Il remit ses mains sur la table et toucha les photos. Ses doigts laissaient des traces. Il avait les mains moites. Il en regardait une puis l'autre, revenait à la première. Il les observait comme s'il devait les comparer mais ne sembla pas être ému et n'eut pas de réaction de rejet. Hotch regarda le sauteur en fronçant les sourcils. Puis, il pausa son regard sombre sur Emily.
- Vous ne m'avez pas répondu. Que pensez-vous de ces photos? redemanda Aaron perplexe.
- Je ne sais pas. C'est deux cadavres. Simon et Gregor. C'est dommage qu'ils soient morts. Que voulez-vous que je dise?
- Que ressentez-vous. De la peur? Vous avez bien une idée?, insista Hotch.
- Non, je n'ai pas peur. Je me dis que celui qui a fait ça a du cran. C'est tout.
- Et pourquoi? s'intéressa le profileur.
- Gregor avait une grande gueule et pouvait crier. En plus, ce n'est pas facile de le choper seul et Simon, il venait de devenir champion. C'était le centre d'intérêt. C'est un peu comme celui qui a tué Kennedy. Il faut vraiment avoir du cran. Ce n'est pas un minable qui peut le faire, dit-il.
- Si je comprends bien vous admirez son œuvre?
- Non, j'admire son courage. C'est différent, ajouta le sauteur en regardant Hotchner pour la première fois.

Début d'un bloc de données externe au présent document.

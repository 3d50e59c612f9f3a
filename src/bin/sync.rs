// Copyright (c) 2025 TexasFortress.AI
// This Source Code Form is subject to the terms of the Mozilla Public
// License, v. 2.0. If a copy of the MPL was not distributed with this
// file, You can obtain one at http://mozilla.org/MPL/2.0/.

//! Replicates configured mailboxes into the local store.
//!
//! Usage:
//!   mailbridge-sync sync                         # Full sync of every account
//!   mailbridge-sync sync --account work --incremental
//!   mailbridge-sync mark-read '<id@example.com>' --account work
//!   mailbridge-sync delete '<id@example.com>' --account work
//!
//! Without `--gateway-url` the binary talks IMAP itself through an in-process
//! session pool; with it every mailbox operation goes to a `mailbridge-server`.
//!
//! Exit codes:
//!   0 - Success
//!   1 - Error

use std::process::exit;
use std::sync::Arc;
use std::time::Duration;

use clap::{Parser, Subcommand};
use futures::future::join_all;
use log::{error, info};

use mailbridge::config::{AccountConfig, Settings};
use mailbridge::gateway::{Gateway, GatewayClient, MailboxGateway, SmtpTransport};
use mailbridge::imap::ImapConnector;
use mailbridge::pool::SessionPool;
use mailbridge::store::SqliteStore;
use mailbridge::sync::{self, default_reconcilers, LogProgress, SyncMode, SyncOrchestrator};

const GATEWAY_TIMEOUT: Duration = Duration::from_secs(120);

#[derive(Parser)]
#[command(name = "mailbridge-sync", about = "Replicates remote mail folders into the local store")]
struct Cli {
    /// Configuration file (TOML)
    #[arg(long, env = "MAILBRIDGE_CONFIG")]
    config: Option<String>,

    /// Use a running mailbridge-server instead of connecting to IMAP directly
    #[arg(long, env = "MAILBRIDGE_GATEWAY_URL")]
    gateway_url: Option<String>,

    #[command(subcommand)]
    command: Command,
}

#[derive(Subcommand)]
enum Command {
    /// Sync every account, or just one
    Sync {
        #[arg(long)]
        account: Option<String>,

        /// Only INBOX and Sent, one month deep
        #[arg(long)]
        incremental: bool,
    },
    /// Mark a message read locally and on the server
    MarkRead {
        /// Message-ID of the message, angle brackets included
        id: String,

        #[arg(long)]
        account: Option<String>,
    },
    /// Delete a message locally and move it to Trash on the server
    Delete {
        id: String,

        #[arg(long)]
        account: Option<String>,
    },
}

/// The named account, or the only one configured.
fn pick_account<'s>(settings: &'s Settings, name: Option<&str>) -> Result<&'s AccountConfig, String> {
    match name {
        Some(name) => settings
            .account(name)
            .ok_or_else(|| format!("Account not configured: {}", name)),
        None => match settings.accounts.as_slice() {
            [only] => Ok(only),
            [] => Err("No accounts configured".to_string()),
            _ => Err("Several accounts configured; pass --account".to_string()),
        },
    }
}

fn build_gateway(settings: &Settings, gateway_url: Option<&str>) -> Result<(Arc<dyn MailboxGateway>, Option<Arc<SessionPool>>), Box<dyn std::error::Error>> {
    if let Some(url) = gateway_url {
        info!("Using remote gateway at {}", url);
        return Ok((Arc::new(GatewayClient::new(url, GATEWAY_TIMEOUT)?), None));
    }
    let connector = ImapConnector::new(settings.imap.connect_timeout(), settings.imap.read_timeout());
    let pool = SessionPool::new(Arc::new(connector), settings.pool.pool_config());
    let gateway = Gateway::new(Arc::clone(&pool), Arc::new(SmtpTransport));
    Ok((Arc::new(gateway), Some(pool)))
}

async fn run_sync(
    settings: &Settings,
    gateway: Arc<dyn MailboxGateway>,
    store_pool: sqlx::SqlitePool,
    account: Option<&str>,
    mode: SyncMode,
) -> Result<(), Box<dyn std::error::Error>> {
    let accounts: Vec<&AccountConfig> = match account {
        Some(_) => vec![pick_account(settings, account)?],
        None => settings.accounts.iter().collect(),
    };
    if accounts.is_empty() {
        return Err("No accounts configured".into());
    }

    let runs = accounts.into_iter().map(|account| {
        let orchestrator = SyncOrchestrator::new(
            Arc::clone(&gateway),
            Arc::new(SqliteStore::from_pool(store_pool.clone())),
            settings.sync.max_per_folder,
        )
        .with_reconcilers(default_reconcilers());
        let sync_account = account.sync_account();
        async move {
            let progress = LogProgress::new();
            let result = orchestrator.run(&sync_account, mode, &progress).await;
            (sync_account.name, result)
        }
    });

    let mut failed = 0;
    for (name, result) in join_all(runs).await {
        match result {
            Ok(report) => {
                for folder in &report.folders {
                    info!("{}/{}: {} new", name, folder.folder, folder.created);
                }
            }
            Err(e) => {
                error!("Sync of {} failed: {}", name, e);
                failed += 1;
            }
        }
    }
    if failed > 0 {
        return Err(format!("{} account(s) failed to sync", failed).into());
    }
    Ok(())
}

async fn run(cli: Cli, settings: Settings) -> Result<(), Box<dyn std::error::Error>> {
    let gateway_url = cli.gateway_url.as_deref().or(settings.gateway_url.as_deref());
    let (gateway, session_pool) = build_gateway(&settings, gateway_url)?;
    let store_pool = SqliteStore::open_pool(
        &settings.database_url,
        Duration::from_secs(settings.sync.store_wait_secs),
    )
    .await?;

    let result = match cli.command {
        Command::Sync { account, incremental } => {
            let mode = if incremental { SyncMode::Incremental } else { SyncMode::Full };
            run_sync(&settings, Arc::clone(&gateway), store_pool.clone(), account.as_deref(), mode).await
        }
        Command::MarkRead { id, account } => {
            let account = pick_account(&settings, account.as_deref())?;
            let store = SqliteStore::from_pool(store_pool.clone());
            sync::mark_read(gateway.as_ref(), &store, &account.credentials(), &id)
                .await
                .map(|outcome| info!("Marked {} read (local: {}, remote: {})", id, outcome.local, outcome.remote))
                .map_err(Into::into)
        }
        Command::Delete { id, account } => {
            let account = pick_account(&settings, account.as_deref())?;
            let store = SqliteStore::from_pool(store_pool.clone());
            sync::delete(gateway.as_ref(), &store, &account.credentials(), &id)
                .await
                .map(|outcome| info!("Deleted {} (local: {}, remote: {})", id, outcome.local, outcome.remote))
                .map_err(Into::into)
        }
    };

    if let Some(pool) = session_pool {
        pool.shutdown().await;
    }
    store_pool.close().await;
    result
}

#[tokio::main]
async fn main() {
    dotenvy::dotenv().ok();
    let cli = Cli::parse();

    let settings = Settings::new(cli.config.as_deref()).unwrap_or_else(|err| {
        eprintln!("Failed to load configuration: {}", err);
        exit(1);
    });
    env_logger::init_from_env(env_logger::Env::new().default_filter_or(&settings.log.level));
    info!("Starting mailbridge-sync (pid: {})", std::process::id());

    if let Err(e) = run(cli, settings).await {
        error!("{}", e);
        exit(1);
    }
}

- Donc vous rêveriez d'être cet homme plein de courage? lui demanda Hotch.
- Vous êtes comme ces connards de journalistes! Vous dites tous que je suis un minable. Mais ce n'est pas vrai! s'énerva-t-il.
- Je n'ai jamais dit une chose pareille, lui fit remarqué Aaron d'une voix neutre.
- Est-ce que je peux m'en aller? demanda-t-il calmement.
- Je ne crois pas non! répondit Hotch. Vous croyez que je vais laisser filer notre suspect le plus sérieux?
- Je n'ai rien fait. Je le jure. Je dis beaucoup de conneries et je m'énerve facilement mais jamais je ne tuerai quelqu'un, dit-il d'une petite voix pleine de pitié.
- Que pensez-vous du fait que le tueur mette le bonnet sur les yeux de ses victimes? continua Hotch en ignorant la remarque d'Harri.
- Je ne sais pas.
- Vous ne croyez pas que c'est par ce que le tueur est lâche? Qu'il a peur que les victimes le reconnaissent? insista l'agent de FBI.
- Peut-être. Mais ce n'est pas à moi qu'il faut poser la question, ajouta-t-il avant de se mordre la lèvre inférieure. Il serra ses doigts. Il semblait être de plus en plus stressé.
Hotch plongea son regard dans celui du sauteur. Il sentait qu'il avait fait mouche. Son expérience fit naître dans ses tripes la sensation qu'il touchait au but. Harri glissa légèrement sous la table. L'agent Hotchner l'impressionnait. Il se sentait tout petit. Il ressemblait de plus en plus à un petit oisillon tombé du nid qui allait se faire manger par un prédateur.
- Mais arrêtez de me regarder comme ça! Je n'ai rien fait. Vous me mettez la pression. Je n'aime pas ça, se plaignit le sauteur.
Sentant que l'interrogatoire allait dans la mauvaise direction, Reid se leva et tenta de remettre le sauteur plus à l'aise pour qu'il se confie. Il pensait que si Hotch continuait sur cette voie, Harri allait fermer toutes les portes et juste répondre "je ne sais pas".
- Que faisiez-vous samedi soir juste après la conférence de presse? dit Reid très calmement.
- Je suis rentré à l'hôtel et je suis resté dans ma chambre.
- Est-ce que quelqu'un peut confirmer? ajouta Reid.
- Oui, Matti Hautamäki. On partage la même chambre.
Après cette phrase, Emily se leva et quitta la pièce. Hotch croisa les bras et se pencha en arrière sur sa chaise. Harri avait la tête baissée sur ses mains.
- C'est bon? Je peux retourner à l'hôtel? demanda le sauteur avec une toute petite voix.
- Reid? Une nouvelle question? lui demanda son chef sur un ton plus dur qu'il n'aurait voulu.
- Non, je n'en ai plus.
- Vous pouvez y aller, mais ne vous éloignez pas, ordonna Hotchner.
Sans attendre, il remit son bonnet jusque sur les yeux et ferma sa veste jusque sous le nez. Il ne dit rien aux agents et ferma la porte dernière lui.
Rossi et Morgan attendaient les autres agents dans leur salle réservée. Hotch et Reid arrivèrent. Le chef d'équipe avait le regard plus sombre que jamais.
- Qu'est-ce qu'il y a, Hotch? demanda Morgan.
- J'ai de sérieux doute quand à l'innocence d'Harri Olli, mais je me méfie aussi d'Hautamäki.